---- Provided records

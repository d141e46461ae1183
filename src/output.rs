//! Tabular output of a pipeline run
//!
//! The records here are flat, serde-serialisable rows. They are what a caller
//! writes to disk or plots; the pipeline itself never touches the filesystem.

use ndarray::Array2;
use rpca_core::profile::AltitudeProfile;
use rpca_core::types::{Altitude, DayNight, FloatValue};
use serde::{Deserialize, Serialize};

/// Total absorption for one time step and frequency
#[derive(Debug, Clone, Copy, PartialEq, Serialize, Deserialize)]
pub struct AbsorptionResult {
    pub day_of_year: u32,
    /// unit: MHz
    pub frequency_mhz: FloatValue,
    /// NaN when a cell of the integrand could not be computed
    /// unit: dB
    pub absorption_db: FloatValue,
}

/// Electron density at one altitude of one time step
#[derive(Debug, Clone, Copy, PartialEq, Serialize, Deserialize)]
pub struct ElectronDensityRecord {
    pub day_of_year: u32,
    pub mode: DayNight,
    /// unit: km
    pub altitude_km: Altitude,
    /// unit: cm^-3
    pub electron_density_cm3: FloatValue,
}

/// Ionization rate contributed by one energy channel at one altitude
#[derive(Debug, Clone, Copy, PartialEq, Serialize, Deserialize)]
pub struct IonizationRecord {
    pub day_of_year: u32,
    pub mode: DayNight,
    /// unit: km
    pub altitude_km: Altitude,
    /// Channel midpoint energy
    /// unit: MeV
    pub energy_mev: FloatValue,
    /// unit: ion pairs cm^-3 s^-1
    pub q: FloatValue,
    /// Electron density from the total ionization at this altitude
    /// unit: cm^-3
    pub electron_density_cm3: FloatValue,
}

/// Absorption coefficient profile at one frequency
#[derive(Debug, Clone, PartialEq, Serialize, Deserialize)]
pub struct EfficiencyProfile {
    /// unit: MHz
    pub frequency_mhz: FloatValue,
    /// unit: dB km^-1 per electron cm^-3
    pub coefficients: AltitudeProfile<FloatValue>,
}

/// Electron density on a regular altitude × day grid
///
/// Rows are altitudes in ascending order, columns are days in ascending order.
/// Cells without a record are NaN.
#[derive(Debug, Clone, PartialEq, Serialize, Deserialize)]
pub struct ElectronDensityGrid {
    altitudes_km: Vec<Altitude>,
    days: Vec<u32>,
    values: Array2<FloatValue>,
}

impl ElectronDensityGrid {
    /// Pivot electron density records into a grid
    ///
    /// When several records share a `(day, altitude)` cell the last one wins.
    pub fn from_records(records: &[ElectronDensityRecord]) -> Self {
        let mut altitudes_km: Vec<Altitude> = records.iter().map(|r| r.altitude_km).collect();
        altitudes_km.sort_unstable();
        altitudes_km.dedup();

        let mut days: Vec<u32> = records.iter().map(|r| r.day_of_year).collect();
        days.sort_unstable();
        days.dedup();

        let mut values = Array2::from_elem((altitudes_km.len(), days.len()), FloatValue::NAN);
        for record in records {
            // Both searches succeed: the axes were built from these records
            if let (Ok(row), Ok(col)) = (
                altitudes_km.binary_search(&record.altitude_km),
                days.binary_search(&record.day_of_year),
            ) {
                values[[row, col]] = record.electron_density_cm3;
            }
        }

        Self {
            altitudes_km,
            days,
            values,
        }
    }

    pub fn altitudes_km(&self) -> &[Altitude] {
        &self.altitudes_km
    }

    pub fn days(&self) -> &[u32] {
        &self.days
    }

    pub fn values(&self) -> &Array2<FloatValue> {
        &self.values
    }

    /// Value of one cell, `None` if the altitude or day is not on the grid
    pub fn get(&self, altitude_km: Altitude, day_of_year: u32) -> Option<FloatValue> {
        let row = self.altitudes_km.binary_search(&altitude_km).ok()?;
        let col = self.days.binary_search(&day_of_year).ok()?;
        Some(self.values[[row, col]])
    }

    /// Base-10 logarithm of every cell, NaN where the density is not positive
    pub fn log10(&self) -> Array2<FloatValue> {
        self.values
            .mapv(|v| if v > 0.0 { v.log10() } else { FloatValue::NAN })
    }
}

/// Mean absorption per frequency over a set of results
///
/// NaN results are skipped. A frequency with no finite result maps to NaN.
/// Frequencies are returned in order of first appearance.
pub fn mean_absorption_by_frequency(
    results: &[AbsorptionResult],
) -> Vec<(FloatValue, FloatValue)> {
    let mut sums: Vec<(FloatValue, FloatValue, usize)> = Vec::new();
    for result in results {
        let index = match sums
            .iter()
            .position(|(f, _, _)| *f == result.frequency_mhz)
        {
            Some(index) => index,
            None => {
                sums.push((result.frequency_mhz, 0.0, 0));
                sums.len() - 1
            }
        };
        if !result.absorption_db.is_nan() {
            sums[index].1 += result.absorption_db;
            sums[index].2 += 1;
        }
    }

    sums.into_iter()
        .map(|(frequency, total, count)| {
            let mean = if count > 0 {
                total / count as FloatValue
            } else {
                FloatValue::NAN
            };
            (frequency, mean)
        })
        .collect()
}

#[cfg(test)]
mod tests {
    use super::*;
    use approx::assert_relative_eq;

    fn density(day_of_year: u32, altitude_km: Altitude, value: FloatValue) -> ElectronDensityRecord {
        ElectronDensityRecord {
            day_of_year,
            mode: DayNight::Day,
            altitude_km,
            electron_density_cm3: value,
        }
    }

    fn absorption(day_of_year: u32, frequency_mhz: FloatValue, value: FloatValue) -> AbsorptionResult {
        AbsorptionResult {
            day_of_year,
            frequency_mhz,
            absorption_db: value,
        }
    }

    // ===== Grid Tests =====

    #[test]
    fn test_grid_axes_are_sorted() {
        let records = vec![
            density(12, 60, 1.0),
            density(10, 115, 2.0),
            density(12, 20, 3.0),
            density(10, 60, 4.0),
        ];
        let grid = ElectronDensityGrid::from_records(&records);

        assert_eq!(grid.altitudes_km(), &[20, 60, 115]);
        assert_eq!(grid.days(), &[10, 12]);
        assert_eq!(grid.values().dim(), (3, 2));
        assert_eq!(grid.get(60, 12), Some(1.0));
        assert_eq!(grid.get(60, 10), Some(4.0));
        assert_eq!(grid.get(115, 10), Some(2.0));
    }

    #[test]
    fn test_grid_missing_cells_are_nan() {
        let grid = ElectronDensityGrid::from_records(&[density(1, 20, 1.0), density(2, 25, 1.0)]);
        assert!(grid.get(25, 1).unwrap().is_nan());
        assert!(grid.get(20, 2).unwrap().is_nan());
        assert_eq!(grid.get(30, 1), None);
        assert_eq!(grid.get(20, 3), None);
    }

    #[test]
    fn test_empty_grid() {
        let grid = ElectronDensityGrid::from_records(&[]);
        assert_eq!(grid.values().dim(), (0, 0));
        assert!(grid.days().is_empty());
    }

    #[test]
    fn test_grid_log10() {
        let grid = ElectronDensityGrid::from_records(&[
            density(1, 20, 1000.0),
            density(1, 25, 0.0),
            density(1, 30, FloatValue::NAN),
        ]);
        let logs = grid.log10();
        assert_relative_eq!(logs[[0, 0]], 3.0);
        assert!(logs[[1, 0]].is_nan());
        assert!(logs[[2, 0]].is_nan());
    }

    // ===== Mean Absorption Tests =====

    #[test]
    fn test_mean_absorption_skips_nan() {
        let results = vec![
            absorption(1, 30.0, 2.0),
            absorption(1, 51.4, 1.0),
            absorption(2, 30.0, FloatValue::NAN),
            absorption(3, 30.0, 4.0),
            absorption(2, 51.4, 3.0),
        ];
        let means = mean_absorption_by_frequency(&results);
        assert_eq!(means.len(), 2);
        assert_eq!(means[0].0, 30.0);
        assert_relative_eq!(means[0].1, 3.0);
        assert_eq!(means[1].0, 51.4);
        assert_relative_eq!(means[1].1, 2.0);
    }

    #[test]
    fn test_mean_absorption_all_nan() {
        let means = mean_absorption_by_frequency(&[absorption(1, 20.5, FloatValue::NAN)]);
        assert_eq!(means.len(), 1);
        assert!(means[0].1.is_nan());
        assert!(mean_absorption_by_frequency(&[]).is_empty());
    }

    #[test]
    fn test_records_serialise_with_lowercase_mode() {
        let json = serde_json::to_value(density(5, 70, 12.5)).unwrap();
        assert_eq!(json["mode"], "day");
        assert_eq!(json["altitude_km"], 70);
    }
}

--------

§ Task to carry out
Whenever the word "unwrap" appears in a line of the data above, that line counts. Say how many lines count, and nothing more.

§ Your response
3